The rules also put hospitals at risk of losing their accreditation over the issue.
Patients should expect at least to be asked to rate how they're feeling, from zero (no pain) to 10 (the worst pain imaginable). Small children will use pictures to rate pain. The score determines what steps the hospital must take to help.
To stress how important the changes are, the new standards actually put in writing that "patients have the right" to proper pain assessment and treatment.
Some hospitals already are handing out leaflets and posting signs in the halls telling patients about that right, so they know it's OK - in fact, crucial - to complain if a doctor or nurse doesn't help.
Better, it's not just hospitals that must take the new steps, but nursing homes and outpatient clinics accredited by the Joint Commission on Accreditation of Healthcare Organizations (JCAHO). The commission adopted the standards more than a year ago but gave facilities until January to comply.
It's "a watershed event," said Dr. Russell Portenoy, pain medicine chairman of New York's Beth Israel Medical Center. "No one has ever promised patients no pain. But what JCAHO wants to do is promise people their pain will be assessed and managed in a state-of-the-art way."
Many centers still are scrambling to comply. Teaching health workers who aren't pain specialists how to treat pain can take some time - and many doctors inappropriately shun narcotics, a treatment mainstay for numerous types of pain, because they think patients will get hooked on them.
"This is not going to happen overnight," cautioned American Pain Society president-elect Christine Miaskowski, nursing chair at the University of California at San Francisco.
"Patients are going to have to demand better care," she said. "Unrelieved pain has negative effects. Just like they need an antibiotic to treat infection, they need analgesics to treat their pain."
But many patients don't know they don't have to suffer - or that pain is more than bothersome, it actually hinders healing.
So being a stoic isn't good. Revealing how much pain you're in doesn't "bother the doctors" or distract them from treating your underlying disease, common excuses.
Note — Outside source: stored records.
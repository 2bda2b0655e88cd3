//! Finishing
//!
//! The last pipeline stage: drops every blank line, joins the rest with a
//! single newline, and guarantees the output ends with exactly one newline.

/// Join the line sequence into the final document text.
///
/// The empty document formats to a single newline.
pub fn finish(lines: &[String]) -> String {
    let kept: Vec<&str> = lines
        .iter()
        .map(String::as_str)
        .filter(|line| !line.trim().is_empty())
        .collect();

    let mut result = kept.join("\n");
    result.truncate(result.trim_end().len());
    result.push('\n');
    result
}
"People think it's like an 11th commandment: 'Thou had surgery, thou should have pain.' . . . Or that if you have cancer, you must have pain," said June Dahl, a University of Wisconsin pain specialist who helped write the standards. "Pain can be relieved."
How big is the problem? Cancer provides the best estimates: About 40 percent of cancer patients have undertreated pain. One in four elderly cancer patients in nursing homes receives no treatment at all for daily pain. Last year, Oregon's medical board disciplined a doctor for treating a dying cancer patient's pain with Tylenol.
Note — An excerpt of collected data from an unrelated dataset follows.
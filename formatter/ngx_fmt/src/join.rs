//! Opening-Brace Joining
//!
//! The second pipeline stage: merges every line that is exactly `{` onto the
//! nearest preceding non-blank line, so a block opener reads as
//! `statement {` rather than a dangling brace.

use crate::options::FormatOptions;

/// Merge standalone `{` lines onto the statement that opens the block.
///
/// A `{` with no preceding non-blank line stays standalone. When
/// `preserve_trailing_blank_lines` is set and the line that followed the
/// standalone `{` is non-blank, one blank line keeps the separation the
/// author wrote. No-op when `join_opening_brace` is disabled.
pub fn join_opening_braces(lines: &[String], options: &FormatOptions) -> Vec<String> {
    if !options.join_opening_brace {
        return lines.to_vec();
    }

    let mut out: Vec<String> = Vec::with_capacity(lines.len());
    for (i, line) in lines.iter().enumerate() {
        if line == "{" {
            if let Some(target) = out.iter_mut().rev().find(|l| !l.is_empty()) {
                target.push_str(" {");
                let next_is_content = lines.get(i + 1).is_some_and(|next| !next.is_empty());
                if options.preserve_trailing_blank_lines && next_is_content {
                    out.push(String::new());
                }
                continue;
            }
        }
        out.push(line.clone());
    }
    out
}

#[cfg(test)]
mod tests {
    use super::*;
    use pretty_assertions::assert_eq;

    fn lines(items: &[&str]) -> Vec<String> {
        items.iter().map(|s| (*s).to_string()).collect()
    }

    #[test]
    fn joins_brace_onto_previous_line() {
        let joined = join_opening_braces(
            &lines(&["server", "{", "listen 80;", "}"]),
            &FormatOptions::default(),
        );
        assert_eq!(joined, lines(&["server {", "listen 80;", "}"]));
    }

    #[test]
    fn joins_across_intervening_blank_lines() {
        let joined = join_opening_braces(
            &lines(&["server", "", "{", "listen 80;"]),
            &FormatOptions::default(),
        );
        assert_eq!(joined, lines(&["server {", "", "listen 80;"]));
    }

    #[test]
    fn leading_brace_stays_standalone() {
        let joined = join_opening_braces(
            &lines(&["{", "listen 80;", "}"]),
            &FormatOptions::default(),
        );
        assert_eq!(joined, lines(&["{", "listen 80;", "}"]));
    }

    #[test]
    fn disabled_joining_is_a_no_op() {
        let input = lines(&["server", "{", "}"]);
        let joined = join_opening_braces(&input, &FormatOptions::without_brace_joining());
        assert_eq!(joined, input);
    }

    #[test]
    fn preserves_separation_after_join_when_requested() {
        let options = FormatOptions {
            preserve_trailing_blank_lines: true,
            ..FormatOptions::default()
        };
        let joined = join_opening_braces(&lines(&["server", "{", "listen 80;"]), &options);
        assert_eq!(joined, lines(&["server {", "", "listen 80;"]));
    }

    #[test]
    fn no_blank_inserted_when_blank_already_follows() {
        let options = FormatOptions {
            preserve_trailing_blank_lines: true,
            ..FormatOptions::default()
        };
        let joined = join_opening_braces(&lines(&["server", "{", "", "listen 80;"]), &options);
        assert_eq!(joined, lines(&["server {", "", "listen 80;"]));
    }

    #[test]
    fn consecutive_braces_chain_onto_one_line() {
        // Malformed input degrades gracefully rather than panicking.
        let joined = join_opening_braces(&lines(&["a", "{", "{"]), &FormatOptions::default());
        assert_eq!(joined, lines(&["a { {"]));
    }
}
Look beyond hospitals and some 9 percent of Americans suffer chronic pain, ranging from back injuries to rheumatoid arthritis. Specialists say four of every 10 patients with moderate to severe pain don't get adequate relief.
One of the biggest challenges is teaching nonspecialists that narcotic painkillers - such as the opiates morphine and codeine and synthetic opioids such as fentanyl - are the mainstay for many types of pain, Dr. Portenoy says.
Many doctors hesitate to prescribe opiates or opioids because they are heavily regulated and can be abused by addicts. Morphine and codeine, for example, are derived from the same poppy plant as heroin.
But for people who have never abused drugs and have no history of psychological problems, hardly any become dependent on pain medicine, Miss Miaskowski said.
Another complaint, heavy sedation, usually wanes in three to four days, she said.
So what's "state-of-the-art" treatment? For moderate to severe pain from acute illness or surgery, expect a short-acting opioid like Percocet, or morphine in a patient-controlled quick-dose pump. For cancer, expect a long-acting version of morphine or oxycodone, or a fentanyl skin patch.
For chronic pain not due to cancer, new guidelines recommend similar narcotics.
Methadone is an alternative
when those drugs fail, and doctors also are trying antidepressants and
antiseizure drugs like gabapentin for patients with nerve-related pain.